La questione morale, secondo Berlinguer, è diventata la questione politica prima ed essenziale. Ed è dalla sua soluzione che dipende la ripresa di fiducia nelle istituzioni, ma anche la effettiva governabilità del paese, nonché la tenuta del regime democratico.
Una questione più che mai viva oggi, dove gli scandali e la corruzione degli ambienti politici sembrano essere diventati la quotidianità e quasi non ci si sconvolge più di fronte ad atti di svilimento del ruolo politico della cosa pubblica.
La memoria è un altro dei temi che il documentario di Veltroni cerca di mettere al centro dell’attenzione. Una memoria per lo più sbiadita su quelli che sono stati i fatti degli anni Settanta, e ancora più flebile quando si parla di Berlinguer.
Nelle interviste iniziali a gente comune, infatti, si deve con amarezza constatare come la maggior parte degli intervistati, per lo più ragazzi, non sappia chi sia Enrico Berlinguer. C’è chi lo scambia per un cantante e chi, addirittura, per un politico coreano, magari di estrema destra. E allora torna alla mente “La razza in estinzione” in cui Gaber dichiarava al mondo la sconfitta della sua generazione.
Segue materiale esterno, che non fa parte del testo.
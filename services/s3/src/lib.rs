//! Signing for S3 compatible services.
//!
//! Requests are taken by value and handed back signed, with either an
//! `Authorization` header or a presigned query string.
//!
//! ```no_run
//! use std::time::Duration;
//!
//! # fn main() -> s3sign::Result<()> {
//! let req = http::Request::get("https://bucket.s3.amazonaws.com/key").body(())?;
//! let req = s3sign::sign_v4(req, "access_key", "secret_key", "", "us-east-1")?;
//!
//! let url = http::Request::get("https://bucket.s3.amazonaws.com/key").body(())?;
//! let url = s3sign::presign_v4(url, "access_key", "secret_key", "", "us-east-1", Duration::from_secs(3600))?;
//! # Ok(())
//! # }
//! ```
//!
//! Empty access key and secret key mean anonymous access, such requests are
//! returned unchanged.

use std::time::Duration;

use http::Request;

mod config;
pub use config::Config;

mod constants;

mod credential;
pub use credential::Credential;

pub mod v2;
pub mod v4;

pub use s3sign_core::{Error, ErrorKind, Result};
pub use v2::post_presign_signature as post_presign_signature_v2;
pub use v4::post_presign_signature as post_presign_signature_v4;

/// Sign the request with AWS Signature Version 4 for the `s3` service.
///
/// An empty `session_token` means no token.
pub fn sign_v4<T>(
    req: Request<T>,
    access_key: &str,
    secret_key: &str,
    session_token: &str,
    region: &str,
) -> Result<Request<T>> {
    let cred = Credential::new(access_key, secret_key).with_session_token(session_token);
    v4::RequestSigner::new(constants::S3_SERVICE, region).sign(req, &cred)
}

/// Presign the request with AWS Signature Version 4, valid for `expires`.
pub fn presign_v4<T>(
    req: Request<T>,
    access_key: &str,
    secret_key: &str,
    session_token: &str,
    region: &str,
    expires: Duration,
) -> Result<Request<T>> {
    let cred = Credential::new(access_key, secret_key).with_session_token(session_token);
    v4::RequestSigner::new(constants::S3_SERVICE, region).presign(req, &cred, expires)
}

/// Sign the request with AWS Signature Version 2.
pub fn sign_v2<T>(
    req: Request<T>,
    access_key: &str,
    secret_key: &str,
    virtual_host: bool,
) -> Result<Request<T>> {
    let cred = Credential::new(access_key, secret_key);
    v2::RequestSigner::new(virtual_host).sign(req, &cred)
}

/// Presign the request with AWS Signature Version 2, valid for `expires`.
pub fn presign_v2<T>(
    req: Request<T>,
    access_key: &str,
    secret_key: &str,
    expires: Duration,
    virtual_host: bool,
) -> Result<Request<T>> {
    let cred = Credential::new(access_key, secret_key);
    v2::RequestSigner::new(virtual_host).presign(req, &cred, expires)
}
Ma allo stesso tempo, attraverso i racconti e le immagini dei comizi del leader comunista, si tocca con mano la vera passione per la politica, non come mestiere, ma quasi come vocazione. È il punto di vista dell’autore, che è voce narrante, quello che viene subito alla luce. Il suo essere un ragazzo, all’epoca in cui Berlinguer guidava il partito, che guardava con interesse e curiosità un’ideologia da cui, comunque, in molti ritengono si sia allontanato.
Il film comincia con le immagini della vittoria del referendum sul divorzio, nel maggio del 1974, e si conclude con i gremitissimi funerali di Berlinguer in piazza San Giovanni a Roma. Si concentra sul periodo della segreteria di Berlinguer, dai primi anni Settanta fino alla morte, l'undici giugno del 1984. Ed è sicuramente il discorso di Padova a rappresentare il momento topico e più emozionante, quello che rivela la natura stessa di Berlinguer: un combattente per cui la politica era una vera missione.
Le testimonianze vanno dal Presidente della Repubblica, Giorgio Napolitano, a Pietro Ingrao, da Eugenio Scalfari alla figlia Bianca fino a Jovanotti. Tutte, a loro modo, pongono sul piatto degli elementi in grado di ricostruire il percorso di Berlinguer, anche se non mancano delle sbavature o dei passaggi forzati. Quello che ci si augura, comunque, è che si possa ridare dignità a una “questione morale” che negli ultimi tempi è diventata un concetto fin troppo vituperato e abusato, ridandogli quel significato che solo uomini come Berlinguer potevano conferirgli.